■ Requirement: Below are some records. Print all of them exactly as they appear.

==== Data records ====

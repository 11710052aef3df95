//! Configuration Error Types
//!
//! This module provides structured errors using `exn` for automatic location
//! tracking and error tree construction.

use derive_more::{Display, Error};
use std::path::PathBuf;

/// A configuration error with automatic location tracking.
pub type Error = exn::Exn<ErrorKind>;
/// Result type alias for configuration operations.
pub type Result<T> = std::result::Result<T, Error>;

/// Actionable error categories.
///
/// These describe what the caller should *do*, not what went wrong internally.
#[derive(Debug, Display, Error, Clone, PartialEq, Eq)]
pub enum ErrorKind {
    /// The configuration sources could not be merged or deserialized.
    #[display("could not load configuration")]
    Load,
    /// An explicitly requested configuration file does not exist.
    #[display("configuration file not found: {}", _0.display())]
    NotFound(#[error(not(source))] PathBuf),
    /// The configuration file extension isn't one we know how to parse.
    #[display("unsupported configuration format: {_0}")]
    UnsupportedFormat(#[error(not(source))] String),
    /// A value was loaded but is out of range.
    #[display("invalid configuration value: {_0}")]
    Invalid(#[error(not(source))] &'static str),
}

impl ErrorKind {
    /// Returns `true` if retrying might succeed.
    pub fn is_retryable(&self) -> bool {
        false
    }
}
//! Dataset Error Types
//!
//! This module provides structured errors using `exn` for automatic location
//! tracking and error tree construction.

use derive_more::{Display, Error};

/// A dataset error with automatic location tracking.
pub type Error = exn::Exn<ErrorKind>;
/// Result type alias for dataset operations.
pub type Result<T> = std::result::Result<T, Error>;

/// Actionable error categories.
///
/// These describe what the caller should *do*, not what went wrong internally.
#[derive(Debug, Display, Error, Clone, PartialEq, Eq)]
pub enum ErrorKind {
    /// The digest length does not match MD5, SHA-1 or SHA-256.
    #[display("invalid digest type specified: '{_0}'")]
    InvalidDigestFormat(#[error(not(source))] String),
    /// The digest was well-formed but the dataset has no record of it.
    #[display("file not in dataset: {_0}")]
    NotFound(#[error(not(source))] String),
    #[display("database error")]
    Database,
    /// The mounted dataset does not have the layout needed to answer lookups.
    #[display("dataset schema mismatch: {_0}")]
    Schema(#[error(not(source))] String),
    /// A stored value could not be converted into its model type.
    #[display("invalid dataset value: {_0}")]
    InvalidData(#[error(not(source))] &'static str),
}

impl ErrorKind {
    /// Returns `true` if retrying might succeed.
    pub fn is_retryable(&self) -> bool {
        // Every lookup is a pure function of the (static) dataset and the
        // digest; asking again gives the same answer.
        false
    }

    /// Returns `true` if the error is the caller's to fix (bad input or an
    /// unknown digest) rather than a fault in the dataset or its storage.
    pub fn is_client_error(&self) -> bool {
        matches!(self, Self::InvalidDigestFormat(_) | Self::NotFound(_))
    }
}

====

■ Worked solution:
repository 11710052aef3df95
//! Configuration Error Types
//!
//! This module provides structured errors using `exn` for automatic location
//! tracking and error tree construction.

use derive_more::{Display, Error};
use std::path::PathBuf;

/// A configuration error with automatic location tracking.
pub type Error = exn::Exn<ErrorKind>;
/// Result type alias for configuration operations.
pub type Result<T> = std::result::Result<T, Error>;

/// Actionable error categories.
///
/// These describe what the caller should *do*, not what went wrong internally.
#[derive(Debug, Display, Error, Clone, PartialEq, Eq)]
pub enum ErrorKind {
    /// The configuration sources could not be merged or deserialized.
    #[display("could not load configuration")]
    Load,
    /// An explicitly requested configuration file does not exist.
    #[display("configuration file not found: {}", _0.display())]
    NotFound(#[error(not(source))] PathBuf),
    /// The configuration file extension isn't one we know how to parse.
    #[display("unsupported configuration format: {_0}")]
    UnsupportedFormat(#[error(not(source))] String),
    /// A value was loaded but is out of range.
    #[display("invalid configuration value: {_0}")]
    Invalid(#[error(not(source))] &'static str),
}

impl ErrorKind {
    /// Returns `true` if retrying might succeed.
    pub fn is_retryable(&self) -> bool {
        false
    }
}
//! Dataset Error Types
//!
//! This module provides structured errors using `exn` for automatic location
//! tracking and error tree construction.

use derive_more::{Display, Error};

/// A dataset error with automatic location tracking.
pub type Error = exn::Exn<ErrorKind>;
/// Result type alias for dataset operations.
pub type Result<T> = std::result::Result<T, Error>;

/// Actionable error categories.
///
/// These describe what the caller should *do*, not what went wrong internally.
#[derive(Debug, Display, Error, Clone, PartialEq, Eq)]
pub enum ErrorKind {
    /// The digest length does not match MD5, SHA-1 or SHA-256.
    #[display("invalid digest type specified: '{_0}'")]
    InvalidDigestFormat(#[error(not(source))] String),
    /// The digest was well-formed but the dataset has no record of it.
    #[display("file not in dataset: {_0}")]
    NotFound(#[error(not(source))] String),
    #[display("database error")]
    Database,
    /// The mounted dataset does not have the layout needed to answer lookups.
    #[display("dataset schema mismatch: {_0}")]
    Schema(#[error(not(source))] String),
    /// A stored value could not be converted into its model type.
    #[display("invalid dataset value: {_0}")]
    InvalidData(#[error(not(source))] &'static str),
}

impl ErrorKind {
    /// Returns `true` if retrying might succeed.
    pub fn is_retryable(&self) -> bool {
        // Every lookup is a pure function of the (static) dataset and the
        // digest; asking again gives the same answer.
        false
    }

    /// Returns `true` if the error is the caller's to fix (bad input or an
    /// unknown digest) rather than a fault in the dataset or its storage.
    pub fn is_client_error(&self) -> bool {
        matches!(self, Self::InvalidDigestFormat(_) | Self::NotFound(_))
    }
}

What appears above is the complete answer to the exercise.